Positive Bias: Look Into the Dark


49


Eliezer_Yudkowsky

I am teaching a class, and I write upon the blackboard three numbers:  2-4-6.  "I am thinking of a rule," I say, "which governs sequences of three numbers.  The sequence 2-4-6, as it so happens, obeys this rule.  Each of you will find, on your desk, a pile of index cards.  Write down a sequence of three numbers on a card, and I'll mark it "Yes" for fits the rule, or "No" for not fitting the rule.  Then you can write down another set of three numbers and ask whether it fits again, and so on.  When you're confident that you know the rule, write down the rule on a card.  You can test as many triplets as you like."

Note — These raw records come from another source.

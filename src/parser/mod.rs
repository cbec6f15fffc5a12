//! Extraction of recipes from free-form model output.
//!
//! The text model is asked for a bare JSON array but routinely wraps it in
//! prose, code fences or truncates it. Parsing happens in two stages:
//!
//! 1. the span from the first `[` to the last `]` is cut out of the text
//! 2. the span is decoded as a JSON array and every element is decoded into a
//!    [`Recipe`] on its own; elements that do not fit are skipped
//!
//! Nothing here returns an error. Output that cannot be used at all yields an
//! empty list, which callers treat the same as a legitimate empty answer.

use crate::model::Recipe;
use serde::Deserialize;
use serde_json::Value;
use tracing::{debug, warn};

/// Parses every usable recipe out of a model response.
///
/// # Examples
///
/// ```
/// use recipe_finder_core::parse_recipes;
///
/// let text = r#"Sure! [{"id":"1","title":"Cake","durationMinutes":10,"ingredients":["sugar"],"instructions":["mix"],"imageUrl":""}] Enjoy!"#;
/// let recipes = parse_recipes(text);
/// assert_eq!(recipes.len(), 1);
/// assert_eq!(recipes[0].id(), "1");
///
/// assert!(parse_recipes("no json here").is_empty());
/// ```
pub fn parse_recipes(text: &str) -> Vec<Recipe> {
    let Some(span) = extract_array(text) else {
        debug!(len = text.len(), "no JSON array found in model response");
        return Vec::new();
    };

    let elements: Vec<Value> = match serde_json::from_str(span) {
        Ok(elements) => elements,
        Err(e) => {
            warn!(error = %e, span = %span, "model response is not a valid JSON array");
            return Vec::new();
        }
    };

    let total = elements.len();
    let recipes: Vec<Recipe> = elements
        .into_iter()
        .enumerate()
        .filter_map(|(index, element)| match Recipe::deserialize(element) {
            Ok(recipe) => Some(recipe),
            Err(e) => {
                warn!(index, error = %e, "skipping malformed recipe element");
                None
            }
        })
        .collect();

    debug!(total, parsed = recipes.len(), "parsed model response");
    recipes
}

/// Returns the text between the first `[` and the last `]`, inclusive.
fn extract_array(text: &str) -> Option<&str> {
    let start = text.find('[')?;
    let end = text.rfind(']')?;
    (start < end).then(|| &text[start..=end])
}
pub mod config;
pub mod engine;
pub mod ffi;
pub mod logging;
pub mod model;
pub mod parser;
pub mod query;
pub mod store;

pub use config::FinderConfig;
pub use engine::{DetailState, EngineError, ListState, RecipeEngine, RecipePool, ViewState};
pub use logging::init_logging;
pub use model::*;
pub use parser::parse_recipes;
pub use query::{GeminiGenerator, RecipeQuery, RecipeQueryService, TextGenerator};
pub use store::{FavoritesStore, FileStorage, MemoryStorage};

uniffi::setup_scaffolding!();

Here's the record of one student's guesses:

4, 6, 2              No
4, 6, 8              Yes
10, 12, 14         Yes

At this point the student wrote down his guess at the rule.  What do you think the rule is?  Would you have wanted to test another triplet, and if so, what would it be?  Take a moment to think before continuing.

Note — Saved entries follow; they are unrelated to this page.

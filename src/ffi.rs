//! UniFFI bindings for cross-platform support (iOS, Android).
//!
//! The host app drives a [`RecipeSession`] and receives every state change of
//! the search, favorites and detail streams through a [`RecipeRenderTarget`]
//! it implements. Complex types are converted to plain records and enums
//! suitable for FFI.

use crate::config::{ConfigError, FinderConfig};
use crate::engine::{DetailState, EngineError, ListState, RecipeEngine, RecipePool, ViewState};
use crate::logging::init_logging as init_logging_internal;
use crate::model::{format_duration as format_duration_internal, Recipe, RecipeItem};
use crate::parser::parse_recipes as parse_recipes_internal;
use crate::query::{
    GeminiGenerator, QueryError, QueryValidator, RecipeQueryService, ValidationError, Validator,
};
use crate::store::{FavoritesStore, StoreError};
use std::sync::{Arc, Mutex, PoisonError};
use std::time::Duration;
use tokio::runtime::{Handle, Runtime};
use tokio::sync::watch;
use tokio::task::JoinHandle;
use tracing::debug;

/// FFI-safe error type that wraps all possible errors.
#[derive(Debug, uniffi::Error, thiserror::Error)]
pub enum RecipeFinderError {
    #[error("Invalid query: {message}")]
    InvalidQuery { message: String },

    #[error("Search error: {message}")]
    SearchError { message: String },

    #[error("Recipe not found: {message}")]
    NotFound { message: String },

    #[error("Favorites error: {message}")]
    FavoritesError { message: String },

    #[error("Configuration error: {message}")]
    ConfigError { message: String },

    #[error("IO error: {message}")]
    IoError { message: String },

    #[error("Session closed: {message}")]
    Closed { message: String },
}

impl From<ValidationError> for RecipeFinderError {
    fn from(e: ValidationError) -> Self {
        RecipeFinderError::InvalidQuery {
            message: e.to_string(),
        }
    }
}

impl From<QueryError> for RecipeFinderError {
    fn from(e: QueryError) -> Self {
        RecipeFinderError::SearchError {
            message: e.to_string(),
        }
    }
}

impl From<StoreError> for RecipeFinderError {
    fn from(e: StoreError) -> Self {
        RecipeFinderError::FavoritesError {
            message: e.to_string(),
        }
    }
}

impl From<ConfigError> for RecipeFinderError {
    fn from(e: ConfigError) -> Self {
        RecipeFinderError::ConfigError {
            message: e.to_string(),
        }
    }
}

impl From<std::io::Error> for RecipeFinderError {
    fn from(e: std::io::Error) -> Self {
        RecipeFinderError::IoError {
            message: e.to_string(),
        }
    }
}

impl From<EngineError> for RecipeFinderError {
    fn from(e: EngineError) -> Self {
        let message = e.to_string();
        match e {
            EngineError::Search(e) => e.into(),
            EngineError::Favorites(e) => e.into(),
            EngineError::NotFound { id } => RecipeFinderError::NotFound { message: id },
            EngineError::NotFavoritable => RecipeFinderError::FavoritesError { message },
            EngineError::Closed => RecipeFinderError::Closed { message },
        }
    }
}

/// FFI-safe representation of a recipe together with its favorite flag.
#[derive(Debug, Clone, PartialEq, uniffi::Record)]
pub struct FfiRecipe {
    pub id: String,
    pub title: String,
    /// Preparation time in minutes, 0 if unknown
    pub duration_minutes: u32,
    /// Preparation time ready for display, e.g. "1 h 30 min."
    pub duration_text: Option<String>,
    pub ingredients: Vec<String>,
    pub instructions: Vec<String>,
    /// Image URL, or none when a placeholder should be shown
    pub image_url: Option<String>,
    pub is_favorite: bool,
}

impl From<&Recipe> for FfiRecipe {
    fn from(r: &Recipe) -> Self {
        FfiRecipe {
            id: r.id().to_string(),
            title: r.title().to_string(),
            duration_minutes: r.duration_minutes(),
            duration_text: r.duration().map(format_duration_internal),
            ingredients: r.ingredients().to_vec(),
            instructions: r.instructions().to_vec(),
            image_url: r.image_url().map(str::to_string),
            is_favorite: false,
        }
    }
}

impl From<&RecipeItem> for FfiRecipe {
    fn from(item: &RecipeItem) -> Self {
        FfiRecipe {
            is_favorite: item.is_favorite(),
            ..FfiRecipe::from(item.recipe())
        }
    }
}

impl From<FfiRecipe> for Recipe {
    fn from(r: FfiRecipe) -> Self {
        Recipe::new(r.id, r.title)
            .with_duration_minutes(r.duration_minutes)
            .with_ingredients(r.ingredients)
            .with_instructions(r.instructions)
            .with_image_url(r.image_url.unwrap_or_default())
    }
}

/// FFI-safe state of the search results or favorites list.
#[derive(Debug, Clone, PartialEq, uniffi::Enum)]
pub enum FfiListState {
    Uninitialized,
    Loading,
    Success { recipes: Vec<FfiRecipe> },
    Failed { message: String },
}

impl From<&ListState> for FfiListState {
    fn from(state: &ListState) -> Self {
        match state {
            ViewState::Uninitialized => FfiListState::Uninitialized,
            ViewState::Loading => FfiListState::Loading,
            ViewState::Success(items) => FfiListState::Success {
                recipes: items.iter().map(FfiRecipe::from).collect(),
            },
            ViewState::Failed(e) => FfiListState::Failed {
                message: e.to_string(),
            },
        }
    }
}

/// FFI-safe state of the selected recipe.
#[derive(Debug, Clone, PartialEq, uniffi::Enum)]
pub enum FfiDetailState {
    Uninitialized,
    Loading,
    Success { recipe: FfiRecipe },
    Failed { message: String },
}

impl From<&DetailState> for FfiDetailState {
    fn from(state: &DetailState) -> Self {
        match state {
            ViewState::Uninitialized => FfiDetailState::Uninitialized,
            ViewState::Loading => FfiDetailState::Loading,
            ViewState::Success(item) => FfiDetailState::Success {
                recipe: FfiRecipe::from(item),
            },
            ViewState::Failed(e) => FfiDetailState::Failed {
                message: e.to_string(),
            },
        }
    }
}

/// Settings for a [`RecipeSession`]. Unset fields take their defaults.
#[derive(Debug, Clone, uniffi::Record)]
pub struct FfiSessionConfig {
    pub api_key: String,
    /// Path of the favorites document
    pub favorites_path: String,
    pub model: Option<String>,
    pub min_query_length: Option<u32>,
    pub request_timeout_secs: Option<u64>,
    pub temperature: Option<f32>,
}

impl From<FfiSessionConfig> for FinderConfig {
    fn from(c: FfiSessionConfig) -> Self {
        let mut config = FinderConfig::new(c.api_key, c.favorites_path);
        if let Some(model) = c.model {
            config = config.with_model(model);
        }
        if let Some(length) = c.min_query_length {
            config = config.with_min_query_length(length as usize);
        }
        if let Some(secs) = c.request_timeout_secs {
            config = config.with_request_timeout(Duration::from_secs(secs));
        }
        if let Some(temperature) = c.temperature {
            config = config.with_temperature(temperature);
        }
        config
    }
}

/// Implemented by the host app to draw state changes.
///
/// Calls arrive on a background thread, one per changed stream.
#[uniffi::export(callback_interface)]
pub trait RecipeRenderTarget: Send + Sync {
    fn render_search(&self, state: FfiListState);
    fn render_favorites(&self, state: FfiListState);
    fn render_selected(&self, state: FfiDetailState);
}

/// One recipe finder screen.
///
/// Owns the async runtime that runs searches and store I/O. No call blocks
/// on that runtime, so every method may be called from inside a render
/// callback: `toggle_favorite` is async, and the other commands return
/// immediately and report through the render target.
#[derive(uniffi::Object)]
pub struct RecipeSession {
    /// Taken on drop so the runtime can shut down from any thread.
    runtime: Option<Runtime>,
    handle: Handle,
    engine: Arc<RecipeEngine>,
    validator: QueryValidator,
    search_task: Mutex<Option<JoinHandle<()>>>,
}

#[uniffi::export]
impl RecipeSession {
    /// Creates a session searching with Gemini and persisting favorites at
    /// `config.favorites_path`.
    #[uniffi::constructor]
    pub fn new(
        config: FfiSessionConfig,
        target: Box<dyn RecipeRenderTarget>,
    ) -> Result<Arc<Self>, RecipeFinderError> {
        Self::from_config(config.into(), target)
    }

    /// Creates a session from environment variables (see `FinderConfig::from_env`).
    #[uniffi::constructor]
    pub fn from_env(target: Box<dyn RecipeRenderTarget>) -> Result<Arc<Self>, RecipeFinderError> {
        Self::from_config(FinderConfig::from_env()?, target)
    }

    /// Validates `query` and starts a search, cancelling the previous one.
    ///
    /// Blank and too short queries are rejected without touching the search
    /// results.
    pub fn search(&self, query: String) -> Result<(), RecipeFinderError> {
        self.validator.validate(&query)?;
        if self.engine.is_closed() {
            return Err(EngineError::Closed.into());
        }

        let engine = self.engine.clone();
        let handle = self
            .handle
            .spawn(async move { engine.search_recipes(&query).await });
        let previous = self
            .search_task
            .lock()
            .unwrap_or_else(PoisonError::into_inner)
            .replace(handle);
        if let Some(previous) = previous {
            previous.abort();
        }
        Ok(())
    }

    /// Toggles the favorite membership of `recipe` and returns the new flag.
    pub async fn toggle_favorite(&self, recipe: FfiRecipe) -> Result<bool, RecipeFinderError> {
        let engine = self.engine.clone();
        let recipe = Recipe::from(recipe);
        let toggled = self
            .handle
            .spawn(async move { engine.on_favorite_click(&recipe).await })
            .await
            .map_err(|e| RecipeFinderError::Closed {
                message: e.to_string(),
            })?;
        Ok(toggled?)
    }

    /// Shows the recipe with `id` in the detail view.
    pub fn select_recipe(&self, id: String) {
        let engine = self.engine.clone();
        self.handle
            .spawn(async move { engine.load_selected_recipe(&id).await });
    }

    /// Reloads the favorites list from disk.
    pub fn load_favorites(&self) {
        let engine = self.engine.clone();
        self.handle
            .spawn(async move { engine.load_favorite_recipes().await });
    }

    /// True if the favorites list should be shown for this query text.
    pub fn shows_favorites(&self, query: String) -> bool {
        RecipePool::for_query(&query) == RecipePool::Favorites
    }

    /// The list to display for the current query text.
    pub fn visible_recipes(&self, query: String) -> Vec<FfiRecipe> {
        self.engine
            .visible_recipes(&query)
            .iter()
            .map(FfiRecipe::from)
            .collect()
    }

    /// True while a list is loading and a progress indicator should show.
    pub fn is_loading(&self) -> bool {
        self.engine.is_loading()
    }

    pub fn search_state(&self) -> FfiListState {
        FfiListState::from(&self.engine.search_state())
    }

    pub fn favorites_state(&self) -> FfiListState {
        FfiListState::from(&self.engine.favorites_state())
    }

    pub fn selected_state(&self) -> FfiDetailState {
        FfiDetailState::from(&self.engine.selected_state())
    }

    /// Ends the session. Pending work is dropped and nothing renders afterwards.
    pub fn close(&self) {
        self.engine.close();
        let pending = self
            .search_task
            .lock()
            .unwrap_or_else(PoisonError::into_inner)
            .take();
        if let Some(task) = pending {
            task.abort();
        }
    }
}

impl RecipeSession {
    fn from_config(
        config: FinderConfig,
        target: Box<dyn RecipeRenderTarget>,
    ) -> Result<Arc<Self>, RecipeFinderError> {
        let generator = GeminiGenerator::from_config(&config)?;
        let query = RecipeQueryService::new(Arc::new(generator));
        let favorites = FavoritesStore::shared(config.favorites_path.clone());
        let engine = Arc::new(RecipeEngine::new(Arc::new(query), favorites));
        Self::with_engine(engine, config.min_query_length, target)
    }

    fn with_engine(
        engine: Arc<RecipeEngine>,
        min_query_length: usize,
        target: Box<dyn RecipeRenderTarget>,
    ) -> Result<Arc<Self>, RecipeFinderError> {
        let runtime = tokio::runtime::Builder::new_multi_thread()
            .worker_threads(2)
            .enable_all()
            .build()?;
        let target: Arc<dyn RecipeRenderTarget> = Arc::from(target);

        forward(&runtime, engine.subscribe_search(), {
            let target = target.clone();
            move |state: &ListState| target.render_search(state.into())
        });
        forward(&runtime, engine.subscribe_favorites(), {
            let target = target.clone();
            move |state: &ListState| target.render_favorites(state.into())
        });
        forward(&runtime, engine.subscribe_selected(), move |state: &DetailState| {
            target.render_selected(state.into())
        });
        runtime.spawn({
            let engine = engine.clone();
            async move { engine.sync_with_store().await }
        });

        Ok(Arc::new(RecipeSession {
            handle: runtime.handle().clone(),
            runtime: Some(runtime),
            engine,
            validator: QueryValidator::for_search(min_query_length),
            search_task: Mutex::new(None),
        }))
    }
}

impl Drop for RecipeSession {
    fn drop(&mut self) {
        self.close();
        if let Some(runtime) = self.runtime.take() {
            runtime.shutdown_background();
        }
    }
}

/// Renders every change of `updates` until its engine goes away.
fn forward<T, F>(runtime: &Runtime, mut updates: watch::Receiver<T>, render: F)
where
    T: Clone + Send + Sync + 'static,
    F: Fn(&T) + Send + 'static,
{
    runtime.spawn(async move {
        while updates.changed().await.is_ok() {
            let state = updates.borrow_and_update().clone();
            render(&state);
        }
        debug!("render forwarding stopped");
    });
}

// ============================================================================
// Exported FFI Functions
// ============================================================================

/// Extracts recipes from a raw text-model response.
///
/// Never fails: text without a usable recipe array yields an empty list.
#[uniffi::export]
pub fn parse_recipes(text: String) -> Vec<FfiRecipe> {
    parse_recipes_internal(&text)
        .iter()
        .map(FfiRecipe::from)
        .collect()
}

/// Formats a duration in minutes for display, e.g. "1 d 2 h 5 min.".
#[uniffi::export]
pub fn format_duration(minutes: u32) -> String {
    format_duration_internal(minutes)
}

/// Installs the log subscriber. Returns false if one was already installed.
#[uniffi::export]
pub fn init_logging(filter: Option<String>, json: bool) -> bool {
    init_logging_internal(filter.as_deref(), json)
}

/// Returns the library version.
#[uniffi::export]
pub fn library_version() -> String {
    env!("CARGO_PKG_VERSION").to_string()
}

The challenge above is based on a classic experiment due to Peter Wason, the 2-4-6 task.  Although subjects given this task typically expressed high confidence in their guesses, only 21% of the subjects successfully guessed the experimenter's real rule, and replications since then have continued to show success rates of around 20%.

The study was called "On the failure to eliminate hypotheses in a conceptual task" (Quarterly Journal of Experimental Psychology, 12: 129-140, 1960).  Subjects who attempt the 2-4-6 task usually try to generate positive examples, rather than negative examples—they apply the hypothetical rule to generate a representative instance, and see if it is labeled "Yes".

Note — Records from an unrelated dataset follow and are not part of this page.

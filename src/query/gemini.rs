//! Google Gemini text generation over the public REST API.

use super::{QueryError, TextGenerator};
use crate::config::FinderConfig;
use async_trait::async_trait;
use reqwest::Client;
use serde::{Deserialize, Serialize};
use std::fmt::{Debug, Formatter, Result as FmtResult};
use tracing::{debug, error, instrument};

/// Default model to use
pub const DEFAULT_MODEL: &str = "gemini-2.5-flash";

/// Base URL for the Gemini API
const API_BASE_URL: &str = "https://generativelanguage.googleapis.com/v1beta";

/// Header carrying the API key
const API_KEY_HEADER: &str = "x-goog-api-key";

#[derive(Debug, Serialize)]
#[serde(rename_all = "camelCase")]
struct GenerateRequest<'a> {
    contents: Vec<Content<'a>>,
    #[serde(skip_serializing_if = "Option::is_none")]
    generation_config: Option<GenerationConfig>,
}

#[derive(Debug, Serialize)]
struct Content<'a> {
    role: &'static str,
    parts: Vec<RequestPart<'a>>,
}

#[derive(Debug, Serialize)]
struct RequestPart<'a> {
    text: &'a str,
}

#[derive(Debug, Serialize)]
#[serde(rename_all = "camelCase")]
struct GenerationConfig {
    #[serde(skip_serializing_if = "Option::is_none")]
    temperature: Option<f32>,
    candidate_count: u32,
}

#[derive(Debug, Deserialize)]
struct GenerateResponse {
    candidates: Option<Vec<Candidate>>,
    error: Option<ApiError>,
}

#[derive(Debug, Deserialize)]
struct Candidate {
    content: Option<CandidateContent>,
}

#[derive(Debug, Deserialize)]
struct CandidateContent {
    #[serde(default)]
    parts: Vec<ResponsePart>,
}

#[derive(Debug, Deserialize)]
struct ResponsePart {
    text: Option<String>,
}

#[derive(Debug, Deserialize)]
struct ApiError {
    message: String,
}

/// Text generator backed by a Gemini model.
pub struct GeminiGenerator {
    api_key: String,
    client: Client,
    model: String,
    base_url: String,
    temperature: Option<f32>,
}

impl GeminiGenerator {
    /// Creates a generator with the default model and HTTP settings.
    #[must_use]
    pub fn new(api_key: impl Into<String>) -> Self {
        GeminiGenerator {
            api_key: api_key.into(),
            client: Client::new(),
            model: DEFAULT_MODEL.to_owned(),
            base_url: API_BASE_URL.to_owned(),
            temperature: None,
        }
    }

    /// Creates a generator from the crate configuration, applying its model,
    /// temperature and request timeout.
    pub fn from_config(config: &FinderConfig) -> Result<Self, QueryError> {
        let client = Client::builder().timeout(config.request_timeout).build()?;
        let generator = GeminiGenerator {
            client,
            ..Self::new(config.api_key.clone()).with_model(config.model.clone())
        };
        Ok(match config.temperature {
            Some(temperature) => generator.with_temperature(temperature),
            None => generator,
        })
    }

    #[must_use]
    pub fn with_model(mut self, model: impl Into<String>) -> Self {
        self.model = model.into();
        self
    }

    /// Points the generator at another API root, e.g. a proxy.
    #[must_use]
    pub fn with_base_url(mut self, base_url: impl Into<String>) -> Self {
        self.base_url = base_url.into().trim_end_matches('/').to_owned();
        self
    }

    #[must_use]
    pub fn with_temperature(mut self, temperature: f32) -> Self {
        self.temperature = Some(temperature);
        self
    }

    pub fn model(&self) -> &str {
        &self.model
    }

    fn build_url(&self) -> String {
        format!("{}/models/{}:generateContent", self.base_url, self.model)
    }

    fn build_request<'a>(&self, prompt: &'a str) -> GenerateRequest<'a> {
        GenerateRequest {
            contents: vec![Content {
                role: "user",
                parts: vec![RequestPart { text: prompt }],
            }],
            generation_config: self.temperature.map(|temperature| GenerationConfig {
                temperature: Some(temperature),
                candidate_count: 1,
            }),
        }
    }

    /// Joins the text parts of the first candidate.
    fn extract_text(response: GenerateResponse) -> Option<String> {
        let parts = response
            .candidates?
            .into_iter()
            .next()?
            .content?
            .parts;
        let text: String = parts.into_iter().filter_map(|p| p.text).collect();
        (!text.is_empty()).then_some(text)
    }

    fn map_api_error(status: u16, body: &str) -> QueryError {
        let message = serde_json::from_str::<GenerateResponse>(body)
            .ok()
            .and_then(|r| r.error)
            .map_or_else(|| body.to_owned(), |e| e.message);

        match status {
            429 => QueryError::RateLimited(message),
            _ => QueryError::Api { status, message },
        }
    }
}

#[async_trait]
impl TextGenerator for GeminiGenerator {
    #[instrument(skip(self, prompt), fields(model = %self.model))]
    async fn generate(&self, prompt: &str) -> Result<Option<String>, QueryError> {
        debug!("sending request to Gemini");

        let response = self
            .client
            .post(self.build_url())
            .header(API_KEY_HEADER, &self.api_key)
            .json(&self.build_request(prompt))
            .send()
            .await
            .map_err(|e| QueryError::Http(e.without_url()))?;

        let status = response.status();
        let body = response
            .text()
            .await
            .map_err(|e| QueryError::Http(e.without_url()))?;

        if !status.is_success() {
            error!(status = %status, "Gemini API error");
            return Err(Self::map_api_error(status.as_u16(), &body));
        }

        let parsed: GenerateResponse = serde_json::from_str(&body).map_err(|e| {
            error!(error = %e, "failed to decode Gemini response");
            QueryError::Decode(e)
        })?;

        if let Some(api_error) = parsed.error {
            return Err(QueryError::Api {
                status: status.as_u16(),
                message: api_error.message,
            });
        }

        let text = Self::extract_text(parsed);
        debug!(chars = text.as_ref().map_or(0, String::len), "received Gemini response");
        Ok(text)
    }
}

impl Debug for GeminiGenerator {
    fn fmt(&self, f: &mut Formatter<'_>) -> FmtResult {
        f.debug_struct("GeminiGenerator")
            .field("model", &self.model)
            .field("base_url", &self.base_url)
            .field("api_key", &"[REDACTED]")
            .finish_non_exhaustive()
    }
}

#[cfg(test)]
mod tests {
    use super::*;
    use indoc::indoc;
    use mockito::Matcher;

    #[test]
    fn test_request_shape() {
        let generator = GeminiGenerator::new("key").with_temperature(0.2);
        let value = serde_json::to_value(generator.build_request("hello")).unwrap();
        assert_eq!(value["contents"][0]["role"], "user");
        assert_eq!(value["contents"][0]["parts"][0]["text"], "hello");
        assert_eq!(value["generationConfig"]["candidateCount"], 1);

        let plain = serde_json::to_value(GeminiGenerator::new("key").build_request("hi")).unwrap();
        assert!(plain.get("generationConfig").is_none());
    }

    #[test]
    fn test_from_config() {
        let config = FinderConfig::new("key", "favorites.json")
            .with_model("gemini-1.5-pro")
            .with_temperature(0.5);
        let generator = GeminiGenerator::from_config(&config).unwrap();
        assert_eq!(generator.model(), "gemini-1.5-pro");

        let value = serde_json::to_value(generator.build_request("hello")).unwrap();
        assert_eq!(value["generationConfig"]["temperature"], 0.5);
    }

    #[test]
    fn test_url_and_redacted_debug() {
        let generator = GeminiGenerator::new("secret")
            .with_model("gemini-1.5-flash")
            .with_base_url("http://localhost:1234/");
        assert_eq!(
            generator.build_url(),
            "http://localhost:1234/models/gemini-1.5-flash:generateContent"
        );
        assert!(!format!("{generator:?}").contains("secret"));
    }

    #[test]
    fn test_extract_text_joins_parts() {
        let response: GenerateResponse = serde_json::from_str(indoc! {r#"
            {"candidates":[{"content":{"parts":[{"text":"[{\"id\":"},{"text":"\"1\"}]"}]}}]}"#})
        .unwrap();
        assert_eq!(
            GeminiGenerator::extract_text(response).as_deref(),
            Some(r#"[{"id":"1"}]"#)
        );

        let empty: GenerateResponse = serde_json::from_str(r#"{"candidates":[]}"#).unwrap();
        assert!(GeminiGenerator::extract_text(empty).is_none());
    }

    #[test]
    fn test_map_api_error() {
        let body = r#"{"error":{"message":"Please retry in 6s."}}"#;
        assert!(matches!(
            GeminiGenerator::map_api_error(429, body),
            QueryError::RateLimited(m) if m == "Please retry in 6s."
        ));
        assert!(matches!(
            GeminiGenerator::map_api_error(500, "boom"),
            QueryError::Api { status: 500, message } if message == "boom"
        ));
    }

    #[tokio::test]
    async fn test_generate_against_mock_server() {
        let mut server = mockito::Server::new_async().await;
        let mock = server
            .mock(
                "POST",
                Matcher::Regex(r"^/models/gemini-2\.5-flash:generateContent".into()),
            )
            .match_header("x-goog-api-key", "k")
            .with_status(200)
            .with_header("content-type", "application/json")
            .with_body(r#"{"candidates":[{"content":{"parts":[{"text":"Sure! []"}]}}]}"#)
            .create_async()
            .await;

        let generator = GeminiGenerator::new("k").with_base_url(server.url());
        let text = generator.generate("prompt").await.unwrap();
        assert_eq!(text.as_deref(), Some("Sure! []"));
        mock.assert_async().await;
    }

    #[tokio::test]
    async fn test_generate_surfaces_http_errors() {
        let mut server = mockito::Server::new_async().await;
        let _mock = server
            .mock("POST", Matcher::Any)
            .with_status(503)
            .with_body(r#"{"error":{"message":"overloaded"}}"#)
            .create_async()
            .await;

        let generator = GeminiGenerator::new("k").with_base_url(server.url());
        let err = generator.generate("prompt").await.unwrap_err();
        assert!(matches!(err, QueryError::Api { status: 503, .. }));
    }

    #[tokio::test]
    async fn test_transport_error_does_not_leak_key() {
        let generator = GeminiGenerator::new("SUPERSECRETKEY").with_base_url("http://127.0.0.1:1");
        let err = generator.generate("prompt").await.unwrap_err();
        assert!(matches!(err, QueryError::Http(_)));
        assert!(!err.to_string().contains("SUPERSECRETKEY"));
        assert!(!format!("{err:?}").contains("SUPERSECRETKEY"));
    }
}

Thus, someone who forms the hypothesis "numbers increasing by two" will test the triplet 8-10-12, hear that it fits, and confidently announce the rule.  Someone who forms the hypothesis X-2X-3X will test the triplet 3-6-9, discover that it fits, and then announce that rule.

In every case the actual rule is the same: the three numbers must be in ascending order.

But to discover this, you would have to generate triplets that shouldn't fit, such as 20-23-26, and see if they are labeled "No".  Which people tend not to do, in this experiment.  In some cases, subjects devise, "test", and announce rules far more complicated than the actual answer.

This cognitive phenomenon is usually lumped in with "confirmation bias".  However, it seems to me that the phenomenon of trying to test positive rather than negative examples, ought to be distinguished from the phenomenon of trying to preserve the belief you started with.  "Positive bias" is sometimes used as a synonym for "confirmation bias", and fits this particular flaw much better.

It once seemed that phlogiston theory could explain a flame going out in an enclosed box (the air became saturated with phlogiston and no more could be released), but phlogiston theory could just as well have explained the flame not going out.  To notice this, you have to search for negative examples instead of positive examples, look into zero instead of one; which goes against the grain of what experiment has shown to be human instinct.

For by instinct, we human beings only live in half the world.

One may be lectured on positive bias for days, and yet overlook it in-the-moment.  Positive bias is not something we do as a matter of logic, or even as a matter of emotional attachment.  The 2-4-6 task is "cold", logical, not affectively "hot".  And yet the mistake is sub-verbal, on the level of imagery, of instinctive reactions.  Because the problem doesn't arise from following a deliberate rule that says "Only think about positive examples", it can't be solved just by knowing verbally that "We ought to think about both positive and negative examples."  Which example automatically pops into your head?  You have to learn, wordlessly, to zag instead of zig.  You have to learn to flinch toward the zero, instead of away from it.

I have been writing for quite some time now on the notion that the strength of a hypothesis is what it can't explain, not what it can—if you are equally good at explaining any outcome, you have zero knowledge.  So to spot an explanation that isn't helpful, it's not enough to think of what it does explain very well—you also have to search for results it couldn't explain, and this is the true strength of the theory.

So I said all this, and then yesterday, I challenged the usefulness of "emergence" as a concept.  One commenter cited superconductivity and ferromagnetism as examples of emergence.  I replied that non-superconductivity and non-ferromagnetism were also examples of emergence, which was the problem.  But be it far from me to criticize the commenter!  Despite having read extensively on "confirmation bias", I didn't spot the "gotcha" in the 2-4-6 task the first time I read about it.  It's a subverbal blink-reaction that has to be retrained.  I'm still working on it myself.

So much of a rationalist's skill is below the level of words.  It makes for challenging work in trying to convey the Art through blog posts.  People will agree with you, but then, in the next sentence, do something subdeliberative that goes in the opposite direction.  Not that I'm complaining!  A major reason I'm posting here is to observe what my words haven't conveyed.

Are you searching for positive examples of positive bias right now, or sparing a fraction of your search on what positive bias should lead you to not see?  Did you look toward light or darkness?